Our lover, therefore, is not a god, they are not perfect, not meant to fulfill us, make us feel alive, or even necessarily make us feel a certain way. They are someone we consent to, agree to, or choose (ah, that word again), and when ready, commit to and journey with in this life.
And perhaps love being a choice is what makes arranged marriages work. In the book “First Comes Marriage,” the author, Reva Seth, likens arranged marriages to a pot of water that begins flat, slowly growing to a simmer, and then eventually, over choosing each other over and over again over the years, comes to boil. “Love” marriages on the other hand are pots of intense boiling passion that eventually simmer down over time.

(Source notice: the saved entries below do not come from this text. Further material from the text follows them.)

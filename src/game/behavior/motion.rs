use crate::game::commands::{CommandSink, UnitCommand};
use crate::game::constants::behavior::ALIGN_EPSILON;
use crate::game::unit::Avatar;
use crate::game::zone::Direction;
use crate::util::vec2::Vec2;

/// Move `avatar` toward `anchor` along the dominant axis of the remaining
/// offset, slowing on the final approach so one tick lands exactly on it.
/// Returns true once the avatar sits on the anchor.
pub(super) fn steer_to(avatar: &dyn Avatar, sink: &dyn CommandSink, anchor: Vec2, dt: f32) -> bool {
    let delta = anchor - avatar.position();
    if delta.is_zero(ALIGN_EPSILON) {
        return true;
    }
    let Some(direction) = Direction::from_vector(delta) else {
        return true;
    };

    let axis = direction.axis();
    let per_tick = avatar.max_speed().axis(axis) * dt;
    let factor = if per_tick > 0.0 {
        (delta.axis(axis).abs() / per_tick).min(1.0)
    } else {
        1.0
    };

    sink.send(UnitCommand::SpeedFactor(factor));
    sink.send(UnitCommand::Move(direction));
    false
}
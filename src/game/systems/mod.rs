pub mod fire_solution;
pub mod path_planner;
pub mod path_search;
impl SampleTable {
    pub fn new() -> Self {
        Self::default()
    }

    /// Record a bucket. The first bucket recorded for a distance wins.
    pub fn insert(&mut self, distance: usize, sample: FireSolutionSample) -> bool {
        if self.samples.len() <= distance {
            self.samples.resize(distance + 1, None);
        }
        if self.samples[distance].is_some() {
            return false;
        }
        self.samples[distance] = Some(sample);
        true
    }

    fn close(&mut self, distance: usize, leave: f32) {
        if let Some(Some(sample)) = self.samples.get_mut(distance) {
            sample.leave = leave;
        }
    }

    /// Fold in the target's speed, in zones per second, on the axis
    /// perpendicular to the shot
    pub fn apply_target_solution(&mut self, shot_axis: Axis, perpendicular_speed: f32) {
        let lead_axis = shot_axis.perpendicular();
        for sample in self.samples.iter_mut().flatten() {
            let drift = (perpendicular_speed * sample.midpoint()).round() as i32;
            sample.lead = Zone::ZERO.with_axis(lead_axis, drift);
        }
    }

    /// Fill every gap with the nearest lower recorded sample. Leading gaps,
    /// which only appear for hand-built tables, get an all-zero sample.
    pub fn normalize(&mut self) {
        let mut last = FireSolutionSample::new(0.0, 0.0);
        for slot in self.samples.iter_mut() {
            match slot {
                Some(sample) => last = *sample,
                None => *slot = Some(last),
            }
        }
    }

    pub fn is_dense(&self) -> bool {
        self.samples.iter().all(Option::is_some)
    }

    pub fn len(&self) -> usize {
        self.samples.len()
    }

    pub fn is_empty(&self) -> bool {
        self.samples.is_empty()
    }

    /// Farthest distance with a sample, `None` for an empty table
    pub fn max_distance(&self) -> Option<usize> {
        self.samples.len().checked_sub(1)
    }

    pub fn get(&self, distance: usize) -> Option<&FireSolutionSample> {
        self.samples.get(distance).and_then(Option::as_ref)
    }

    /// Largest lead magnitude in zones
    pub fn max_lead(&self) -> i32 {
        self.samples
            .iter()
            .flatten()
            .map(|s| s.lead.x.abs().max(s.lead.y.abs()))
            .max()
            .unwrap_or(0)
    }
}

/// Precomputed lead tables for one weapon against one target speed
#[derive(Debug, Clone)]
pub struct FireSolution {
    pub blueprint: Arc<str>,
    /// Weapon launch speed the tables were built with
    pub weapon_speed: f32,
    /// Target max speed the leads were folded with
    pub target_max_speed: Vec2,
    pub sample_x: SampleTable,
    pub sample_y: SampleTable,
}

impl FireSolution {
    /// Still describes `weapon` firing at a target with `target_max_speed`
    pub fn is_valid_for(&self, weapon: &WeaponSpec, target_max_speed: Vec2) -> bool {
        self.blueprint == weapon.blueprint
            && (self.weapon_speed - weapon.launch_speed).abs() <= SPEED_TOLERANCE
            && (self.target_max_speed - target_max_speed).abs().x <= SPEED_TOLERANCE
            && (self.target_max_speed - target_max_speed).abs().y <= SPEED_TOLERANCE
    }

    pub fn table(&self, shot_axis: Axis) -> &SampleTable {
        match shot_axis {
            Axis::X => &self.sample_x,
            Axis::Y => &self.sample_y,
        }
    }

    /// Range in zones along a shot axis
    pub fn range(&self, shot_axis: Axis) -> i32 {
        self.table(shot_axis).max_distance().map_or(0, |d| d as i32)
    }

    /// Predicted target drift for a shot of `distance` zones along
    /// `shot_axis`; `None` beyond range
    pub fn lead(&self, shot_axis: Axis, distance: i32) -> Option<Zone> {
        if distance < 0 {
            return None;
        }
        self.table(shot_axis).get(distance as usize).map(|s| s.lead)
    }

    /// Largest lead over both axes
    pub fn max_lead(&self) -> i32 {
        self.sample_x.max_lead().max(self.sample_y.max_lead())
    }
}
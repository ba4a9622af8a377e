use std::sync::Arc;
use std::time::Duration;

use arena_tactics::config::ArenaConfig;
use arena_tactics::game::behavior::BehaviorKind;
use arena_tactics::game::systems::fire_solution::{BallisticProjectile, ProjectileRegistry};
use arena_tactics::game::unit::{Avatar, WeaponSpec};
use arena_tactics::game::walk_map::WalkMap;
use arena_tactics::game::workers::WorkerPool;
use arena_tactics::game::world::{UnitSpec, World};
use arena_tactics::game::zone::Zone;
use arena_tactics::util::vec2::Vec2;

fn config(workers: usize) -> ArenaConfig {
    ArenaConfig {
        cell_size: 1.0,
        workers,
        seed: 11,
        ..ArenaConfig::default()
    }
}

fn registry() -> Arc<ProjectileRegistry> {
    let registry = Arc::new(ProjectileRegistry::new());
    registry.register("bolt", BallisticProjectile::constant(12.0, 1.0));
    registry
}

fn hunter() -> UnitSpec {
    UnitSpec {
        size: Vec2::ONE,
        max_speed: Vec2::splat(3.0),
        weapon: Some(WeaponSpec::new("bolt", 12.0)),
    }
}

fn dummy() -> UnitSpec {
    UnitSpec {
        size: Vec2::ONE,
        max_speed: Vec2::ZERO,
        weapon: None,
    }
}

#[test]
fn test_aligned_hunter_fires_on_second_tick() {
    let mut world = World::new(&config(0), WalkMap::open(12, 12), registry());
    let shooter = world.spawn_at(Zone::new(1, 1), hunter()).unwrap();
    let target = world.spawn_at(Zone::new(1, 8), dummy()).unwrap();
    assert!(world.assign_target(shooter.id(), Some(target.id())));

    world.tick(); // ChoosePattern
    world.tick(); // Hunt: Stop, Face(Down), Fire queued
    assert_eq!(world.behavior(shooter.id()), Some(BehaviorKind::Hunt));
    assert_eq!(shooter.shots_fired(), 0);

    world.tick(); // commands applied
    assert_eq!(shooter.shots_fired(), 1);
    assert_eq!(shooter.facing(), arena_tactics::game::zone::Direction::Down);
    assert!(world.metrics().snapshot().shots_fired >= 1);
    assert_eq!(shooter.zone(), Zone::new(1, 1));
}

#[test]
fn test_hunter_walks_into_line_and_fires() {
    let mut world = World::new(&config(0), WalkMap::walled(12, 12), registry());
    let shooter = world.spawn_at(Zone::new(1, 1), hunter()).unwrap();
    let target = world.spawn_at(Zone::new(8, 8), dummy()).unwrap();
    world.assign_target(shooter.id(), Some(target.id()));

    for _ in 0..300 {
        world.tick();
        if shooter.shots_fired() > 0 {
            break;
        }
    }

    assert!(shooter.shots_fired() > 0);
    let here = shooter.zone();
    assert_ne!(here, Zone::new(1, 1));
    assert!(here.is_aligned_with(Zone::new(8, 8)));
    let snapshot = world.metrics().snapshot();
    assert!(snapshot.paths_delivered >= 1);
    assert_eq!(snapshot.paths_unreachable, 0);
}

#[test]
fn test_walled_in_target_parks_hunter_in_path() {
    let map = WalkMap::parse(&[
        "..........",
        "..........",
        "......###.",
        "......#.#.",
        "......###.",
        "..........",
    ])
    .unwrap();
    let mut world = World::new(&config(0), map, registry());
    let shooter = world.spawn_at(Zone::new(0, 0), hunter()).unwrap();
    let target = world.spawn_at(Zone::new(7, 3), dummy()).unwrap();
    world.assign_target(shooter.id(), Some(target.id()));

    let mut saw_path = false;
    for _ in 0..60 {
        world.tick();
        saw_path |= world.behavior(shooter.id()) == Some(BehaviorKind::Path);
    }
    assert!(saw_path);
    assert!(world.metrics().snapshot().paths_unreachable >= 1);
    assert_eq!(shooter.shots_fired(), 0);
}

#[test]
fn test_threaded_world_keeps_ticking() {
    let workers = Arc::new(WorkerPool::new(2));
    let mut world = World::with_workers(&config(2), WalkMap::walled(16, 12), registry(), workers.clone());
    let mut ids = Vec::new();
    for _ in 0..6 {
        ids.push(world.spawn(hunter()).unwrap().id());
    }
    for (i, &id) in ids.iter().enumerate() {
        assert!(world.assign_target(id, Some(ids[(i + 1) % ids.len()])));
    }

    for _ in 0..120 {
        world.tick();
        std::thread::sleep(Duration::from_millis(1));
    }
    assert!(workers.wait_idle(Duration::from_secs(2)));

    let snapshot = world.metrics().snapshot();
    assert_eq!(snapshot.tick_count, 120);
    assert_eq!(snapshot.units_alive, 6);
    assert!(snapshot.fire_solutions_computed >= 1);
    assert_eq!(snapshot.fire_solutions_failed, 0);

    // No two units ever share a cell in the grid
    let mut zones: Vec<Zone> = world
        .units()
        .filter(|u| world.grid().occupant(u.zone()) == Some(u.id()))
        .map(|u| u.zone())
        .collect();
    let before = zones.len();
    zones.sort();
    zones.dedup();
    assert_eq!(zones.len(), before);
}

I wouldn’t dare to say that love is simply a choice all by itself. Choice and commitment are wonderful, but affection is necessary too, or else we find ourselves wrapped up in duty and obligation without any fondness. Ironically, however, action can often precede feeling. And it’s action and choosing with a full heart and well of self that leads to affection. We don’t really think this way as a culture. We do things when we feel like it, and we haven’t exactly grasped the idea that sometimes doing things before the feelings actually leads to the feelings.
Let’s take the definition of love a bit further. If you’ve followed me up until this point, we can recognize that love is a choice, sometimes infused with feeling, and sometimes not. There’s no deep knowing, there’s no putting the other on a pedestal. There’s not even unrealistic expectations of the other to make you feel a certain way. There is a choosing, a showing up, a commitment, a desire to learn and grow together.

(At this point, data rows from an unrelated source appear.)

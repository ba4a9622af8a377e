//! Discrete grid cells and the continuous-to-discrete mapping
//!
//! A `Zone` is a (column, row) pair. `GridGeometry` owns the cell size and
//! grid dimensions and performs every conversion between world positions and
//! zones, always clamping into the grid.

use std::ops::{Add, Mul, Neg, Sub};

use crate::game::constants::grid::NO_ZONE_INDEX;
use crate::util::vec2::{Axis, Vec2};

/// Grid cell identified by integer column (`x`) and row (`y`)
#[derive(Debug, Clone, Copy, PartialEq, Eq, Hash, Default, PartialOrd, Ord)]
pub struct Zone {
    pub x: i32,
    pub y: i32,
}

/// Sentinel meaning "no target / no zone"
pub const NO_ZONE: Zone = Zone::new(NO_ZONE_INDEX, NO_ZONE_INDEX);

impl Zone {
    pub const ZERO: Zone = Zone { x: 0, y: 0 };

    #[inline]
    pub const fn new(x: i32, y: i32) -> Self {
        Self { x, y }
    }

    /// True for the `NO_ZONE` sentinel
    #[inline]
    pub fn is_none(&self) -> bool {
        *self == NO_ZONE
    }

    /// Component-wise abs
    #[inline]
    pub fn abs(&self) -> Self {
        Self::new(self.x.abs(), self.y.abs())
    }

    /// Manhattan distance to another zone
    #[inline]
    pub fn manhattan(&self, other: Zone) -> i32 {
        let d = (*self - other).abs();
        d.x + d.y
    }

    #[inline]
    pub fn axis(&self, axis: Axis) -> i32 {
        match axis {
            Axis::X => self.x,
            Axis::Y => self.y,
        }
    }

    /// Zone with the given axis component replaced
    #[inline]
    pub fn with_axis(&self, axis: Axis, value: i32) -> Self {
        match axis {
            Axis::X => Self::new(value, self.y),
            Axis::Y => Self::new(self.x, value),
        }
    }

    /// Shares a row or a column with `other`
    #[inline]
    pub fn is_aligned_with(&self, other: Zone) -> bool {
        self.x == other.x || self.y == other.y
    }
}

impl std::fmt::Display for Zone {
    fn fmt(&self, f: &mut std::fmt::Formatter<'_>) -> std::fmt::Result {
        write!(f, "({}, {})", self.x, self.y)
    }
}

impl Add for Zone {
    type Output = Self;
    fn add(self, rhs: Self) -> Self {
        Self::new(self.x + rhs.x, self.y + rhs.y)
    }
}

impl Sub for Zone {
    type Output = Self;
    fn sub(self, rhs: Self) -> Self {
        Self::new(self.x - rhs.x, self.y - rhs.y)
    }
}

impl Neg for Zone {
    type Output = Self;
    fn neg(self) -> Self {
        Self::new(-self.x, -self.y)
    }
}

impl Mul<i32> for Zone {
    type Output = Self;
    fn mul(self, rhs: i32) -> Self {
        Self::new(self.x * rhs, self.y * rhs)
    }
}

/// Cardinal facing / movement direction
#[derive(Debug, Clone, Copy, PartialEq, Eq, Hash)]
pub enum Direction {
    Up,
    Down,
    Left,
    Right,
}

impl Direction {
    pub const ALL: [Direction; 4] = [
        Direction::Up,
        Direction::Down,
        Direction::Left,
        Direction::Right,
    ];

    /// One-cell step in this direction
    #[inline]
    pub fn step(self) -> Zone {
        match self {
            Direction::Up => Zone::new(0, -1),
            Direction::Down => Zone::new(0, 1),
            Direction::Left => Zone::new(-1, 0),
            Direction::Right => Zone::new(1, 0),
        }
    }

    /// Unit vector in world space
    #[inline]
    pub fn vector(self) -> Vec2 {
        let step = self.step();
        Vec2::new(step.x as f32, step.y as f32)
    }

    /// Axis this direction moves along
    #[inline]
    pub fn axis(self) -> Axis {
        match self {
            Direction::Up | Direction::Down => Axis::Y,
            Direction::Left | Direction::Right => Axis::X,
        }
    }

    /// Positive or negative direction along an axis
    pub fn along(axis: Axis, sign: i32) -> Option<Self> {
        match (axis, sign.signum()) {
            (Axis::X, 1) => Some(Direction::Right),
            (Axis::X, -1) => Some(Direction::Left),
            (Axis::Y, 1) => Some(Direction::Down),
            (Axis::Y, -1) => Some(Direction::Up),
            _ => None,
        }
    }

    /// Dominant direction of a zone delta; ties go to the X axis
    pub fn from_delta(delta: Zone) -> Option<Self> {
        if delta == Zone::ZERO {
            None
        } else if delta.x.abs() >= delta.y.abs() {
            Self::along(Axis::X, delta.x)
        } else {
            Self::along(Axis::Y, delta.y)
        }
    }

    /// Dominant direction of a continuous delta; ties go to the X axis
    pub fn from_vector(delta: Vec2) -> Option<Self> {
        if delta.x == 0.0 && delta.y == 0.0 {
            None
        } else if delta.x.abs() >= delta.y.abs() {
            Some(if delta.x > 0.0 { Direction::Right } else { Direction::Left })
        } else {
            Some(if delta.y > 0.0 { Direction::Down } else { Direction::Up })
        }
    }
}

/// Grid dimensions plus cell size; all position/zone conversions live here
#[derive(Debug, Clone, Copy, PartialEq)]
pub struct GridGeometry {
    cols: u32,
    rows: u32,
    cell_size: Vec2,
}

impl GridGeometry {
    /// Cell size components must be positive and both dimensions non-zero
    pub fn new(cols: u32, rows: u32, cell_size: Vec2) -> Self {
        debug_assert!(cols > 0 && rows > 0, "grid must not be empty");
        debug_assert!(cell_size.x > 0.0 && cell_size.y > 0.0, "cell size must be positive");
        Self {
            cols,
            rows,
            cell_size,
        }
    }

    #[inline]
    pub fn cols(&self) -> u32 {
        self.cols
    }

    #[inline]
    pub fn rows(&self) -> u32 {
        self.rows
    }

    #[inline]
    pub fn cell_size(&self) -> Vec2 {
        self.cell_size
    }

    #[inline]
    pub fn cell_count(&self) -> usize {
        self.cols as usize * self.rows as usize
    }

    /// World-space extent of the whole grid
    pub fn world_size(&self) -> Vec2 {
        Vec2::new(
            self.cols as f32 * self.cell_size.x,
            self.rows as f32 * self.cell_size.y,
        )
    }

    /// Clamp a zone into `[0, cols) x [0, rows)`
    #[inline]
    pub fn clamp(&self, zone: Zone) -> Zone {
        Zone::new(
            zone.x.clamp(0, self.cols as i32 - 1),
            zone.y.clamp(0, self.rows as i32 - 1),
        )
    }

    #[inline]
    pub fn contains(&self, zone: Zone) -> bool {
        zone.x >= 0 && zone.y >= 0 && (zone.x as u32) < self.cols && (zone.y as u32) < self.rows
    }

    /// Zone containing a point, clamped into the grid
    pub fn to_zone(&self, point: Vec2) -> Zone {
        let cell = point.div_elem(self.cell_size).floor();
        self.clamp(Zone::new(saturate(cell.x), saturate(cell.y)))
    }

    /// Zone whose anchor is nearest to a point, clamped into the grid
    pub fn nearest_zone(&self, point: Vec2) -> Zone {
        let cell = point.div_elem(self.cell_size).round();
        self.clamp(Zone::new(saturate(cell.x), saturate(cell.y)))
    }

    /// Position an entity occupies when it sits exactly in `zone`
    #[inline]
    pub fn anchor(&self, zone: Zone) -> Vec2 {
        Vec2::new(zone.x as f32, zone.y as f32).mul_elem(self.cell_size)
    }

    /// Row-major cell index, `None` outside the grid
    #[inline]
    pub fn index(&self, zone: Zone) -> Option<usize> {
        if self.contains(zone) {
            Some(zone.y as usize * self.cols as usize + zone.x as usize)
        } else {
            None
        }
    }

    #[inline]
    pub fn zone_at(&self, index: usize) -> Zone {
        let cols = self.cols as usize;
        Zone::new((index % cols) as i32, (index / cols) as i32)
    }
}

/// Float-to-int that maps NaN to 0 and saturates at the i32 range
#[inline]
fn saturate(v: f32) -> i32 {
    if v.is_nan() {
        0
    } else {
        v as i32
    }
}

In Tim Keller’s book, “The Meaning of Marriage,” Keller discusses the design of marriage from a Christian perspective. Keller’s thesis is that God created marriage to mirror the relationship we have with God. In our relationship with God, we falter, we disappoint, we seek forgiveness, and we receive grace. No matter what, the hope is that the faith and commitment we have to God is what keeps the relationship going. God, at times, has to forgive us from heinous sins, and yet, He loves us nonetheless.
All relationships in life will test our patience, our capacity to love and forgive, but the relationship we have with our spouses tests us the most. Family and friends may come and go, even one’s relationship with his/her children may waver, but if one upholds the vows made to their partner, “til death do us part,” the learning to love and forgive never ceases. We commit to our spouses in the same way God commits to us. Relentlessly, time and time again.

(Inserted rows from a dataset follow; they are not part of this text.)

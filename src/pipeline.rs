use crate::analysis::{self, AnalysisResult};
use crate::config::{AppConfig, LlmConfig};
use crate::http::build_client;
use crate::listing::{FetchError, ListingData, ListingFetcher};
use crate::llm::{self, LlmClient, LlmError};
use crate::models::StageReport;
use reqwest::{Client, Url};
use serde_json::{Value, json};
use std::{future::Future, sync::Arc, time::Instant};
use thiserror::Error;
use tracing::{Instrument, debug, info, info_span, warn};
use uuid::Uuid;

pub const URL_REQUIRED: &str = "URL is required";
pub const URL_NOT_HTTP: &str = "URL must be an http(s) address";

/// Listing URL → fetched fields → model reply → bounded rating.
///
/// Holds no per-request state; clones share the HTTP client.
#[derive(Clone)]
pub struct Pipeline {
    fetcher: Arc<ListingFetcher>,
    llm: Arc<LlmClient>,
}

#[derive(Debug)]
pub struct Appraisal {
    pub listing: ListingData,
    pub result: AnalysisResult,
    pub stages: Vec<StageReport>,
}

impl Pipeline {
    pub fn new(http: Client, llm_config: LlmConfig) -> Self {
        Self {
            fetcher: Arc::new(ListingFetcher::new(http.clone())),
            llm: Arc::new(LlmClient::new(http, llm_config)),
        }
    }

    pub fn from_config(config: &AppConfig) -> Self {
        Self::new(build_client(&config.http), config.llm.clone())
    }

    pub async fn run(&self, url: &str) -> Result<Appraisal, PipelineError> {
        let request_id = Uuid::new_v4();
        let span = info_span!(target: "dealscope.pipeline", "analysis", %request_id);
        self.run_stages(url).instrument(span).await
    }

    async fn run_stages(&self, url: &str) -> Result<Appraisal, PipelineError> {
        let started = Instant::now();
        let mut stages = Vec::new();

        let listing = self
            .capture_stage(
                "fetch_listing",
                &mut stages,
                stages::fetch_listing(&self.fetcher, url),
            )
            .await?;

        let prompt = self
            .capture_stage("build_prompt", &mut stages, async {
                stages::build_prompt(&listing)
            })
            .await?;

        let reply = self
            .capture_stage(
                "call_model",
                &mut stages,
                stages::call_model(&self.llm, &prompt, &listing),
            )
            .await?;

        let result = self
            .capture_stage("parse_response", &mut stages, async {
                stages::parse_response(&reply)
            })
            .await?;

        crate::metrics::rating_observed(result.rating);
        debug!(
            target = "dealscope.pipeline",
            transcript = %serde_json::to_string(&stages).unwrap_or_default(),
            "stage_transcript"
        );
        info!(
            target = "dealscope.pipeline",
            %url,
            rating = result.rating,
            label = result.label(),
            elapsed_ms = started.elapsed().as_millis() as u64,
            "analysis_completed"
        );

        Ok(Appraisal {
            listing,
            result,
            stages,
        })
    }

    async fn capture_stage<T, Fut>(
        &self,
        name: &'static str,
        stages: &mut Vec<StageReport>,
        fut: Fut,
    ) -> Result<T, PipelineError>
    where
        Fut: Future<Output = Result<StageOutcome<T>, PipelineError>>,
    {
        let started = Instant::now();
        let outcome = match fut.await {
            Ok(outcome) => outcome,
            Err(err) => {
                crate::metrics::stage_failed(name);
                warn!(target = "dealscope.pipeline", stage = name, kind = ?err.kind(), error = %err, "stage_failed");
                return Err(err);
            }
        };
        let elapsed_ms = started.elapsed().as_millis();
        crate::metrics::stage_elapsed(name, elapsed_ms);
        debug!(target = "dealscope.pipeline", stage = name, elapsed_ms = elapsed_ms as u64, output = %outcome.output, "stage_completed");
        stages.push(StageReport::new(name, elapsed_ms, outcome.output));
        Ok(outcome.value)
    }
}

/// Checks the submitted URL before any network activity.
pub fn validate_url(raw: Option<&str>) -> Result<String, PipelineError> {
    let url = raw
        .map(str::trim)
        .filter(|u| !u.is_empty())
        .ok_or_else(|| PipelineError::invalid_input("validate", URL_REQUIRED))?;
    match Url::parse(url) {
        Ok(parsed) if matches!(parsed.scheme(), "http" | "https") && parsed.has_host() => {
            Ok(url.to_string())
        }
        _ => Err(PipelineError::invalid_input("validate", URL_NOT_HTTP)),
    }
}

#[derive(Debug, Error)]
#[error("{message}")]
pub struct PipelineError {
    stage: &'static str,
    message: String,
    kind: PipelineErrorKind,
}

#[derive(Debug, Clone, Copy, PartialEq, Eq)]
pub enum PipelineErrorKind {
    InvalidInput,
    Fetch,
    Extraction,
    ModelConfig,
    ModelCall,
    NoAnalysis,
    Internal,
}

impl PipelineError {
    pub fn new(stage: &'static str, kind: PipelineErrorKind, message: impl Into<String>) -> Self {
        Self {
            stage,
            message: message.into(),
            kind,
        }
    }

    pub fn invalid_input(stage: &'static str, message: impl Into<String>) -> Self {
        Self::new(stage, PipelineErrorKind::InvalidInput, message)
    }

    pub fn internal(stage: &'static str, message: impl Into<String>) -> Self {
        Self::new(stage, PipelineErrorKind::Internal, message)
    }

    pub fn stage(&self) -> &'static str {
        self.stage
    }

    pub fn kind(&self) -> PipelineErrorKind {
        self.kind
    }

    pub fn detail(&self) -> &str {
        &self.message
    }
}

impl From<FetchError> for PipelineError {
    fn from(err: FetchError) -> Self {
        let kind = match err {
            FetchError::Request(_) | FetchError::Status(_) => PipelineErrorKind::Fetch,
            FetchError::Extraction => PipelineErrorKind::Extraction,
        };
        Self::new("fetch_listing", kind, err.to_string())
    }
}

impl From<LlmError> for PipelineError {
    fn from(err: LlmError) -> Self {
        let kind = match err {
            LlmError::MissingApiKey => PipelineErrorKind::ModelConfig,
            LlmError::Http(_) | LlmError::Status(_) | LlmError::InvalidResponse(_) => {
                PipelineErrorKind::ModelCall
            }
            LlmError::NoAnalysis => PipelineErrorKind::NoAnalysis,
        };
        Self::new("call_model", kind, err.to_string())
    }
}

#[derive(Debug)]
pub struct StageOutcome<T> {
    pub value: T,
    pub output: Value,
}

impl<T> StageOutcome<T> {
    fn new(value: T, output: Value) -> Self {
        Self { value, output }
    }
}

pub mod stages {
    use super::*;

    pub async fn fetch_listing(
        fetcher: &ListingFetcher,
        url: &str,
    ) -> Result<StageOutcome<ListingData>, PipelineError> {
        let listing = fetcher.fetch(url).await?;
        let output = json!({
            "title": listing.title,
            "brand": listing.brand,
            "price": listing.price,
            "condition": listing.condition,
            "has_description": listing.description.is_some(),
            "images": listing.images.len(),
        });
        Ok(StageOutcome::new(listing, output))
    }

    pub fn build_prompt(listing: &ListingData) -> Result<StageOutcome<String>, PipelineError> {
        let prompt = llm::build_prompt(listing);
        let output = json!({
            "chars": prompt.chars().count(),
            "with_image": !listing.images.is_empty(),
        });
        Ok(StageOutcome::new(prompt, output))
    }

    pub async fn call_model(
        llm: &LlmClient,
        prompt: &str,
        listing: &ListingData,
    ) -> Result<StageOutcome<String>, PipelineError> {
        let reply = llm.analyze(prompt, listing).await?;
        let output = json!({
            "model": llm.model(),
            "chars": reply.chars().count(),
        });
        Ok(StageOutcome::new(reply, output))
    }

    pub fn parse_response(reply: &str) -> Result<StageOutcome<AnalysisResult>, PipelineError> {
        let result = analysis::parse_reply(reply);
        let output = json!({
            "rating": result.rating,
            "label": result.label(),
        });
        Ok(StageOutcome::new(result, output))
    }
}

Keller writes, “ In sharp contrast with our culture, the Bible teaches that the essence of marriage is a sacrificial commitment to the good of the other. That means that love is more fundamentally action than emotion…contemporary Western societies make the individual’s happiness the ultimate value, and so marriage becomes primarily an experience of romantic fulfillment. But the Bible sees GOD as the supreme good — not the individual or the family — and that gives us a view of marriage that intimately unites feelings AND duty, passion AND promise.”
How beautiful is that?
Now, when I listen to the radio, I find myself sometimes chuckling, feeling as though I know better than before. I listen to these songs that are so encumbered with misguidance, and I wait for the day when words reflecting real love become much more commonplace. It starts with me, and it starts with you. So, next time someone asks you about what you think love is, what do you think you’ll say?
Jennifer Ghobreyal works as a licensed mental health therapist at the California State University, San Bernardino, where she also received her Master’s. She has passion for mental health and removing the stigma of psychological disorders. In her free time, she loves to read, cook, and spend time with her husband, family and friends.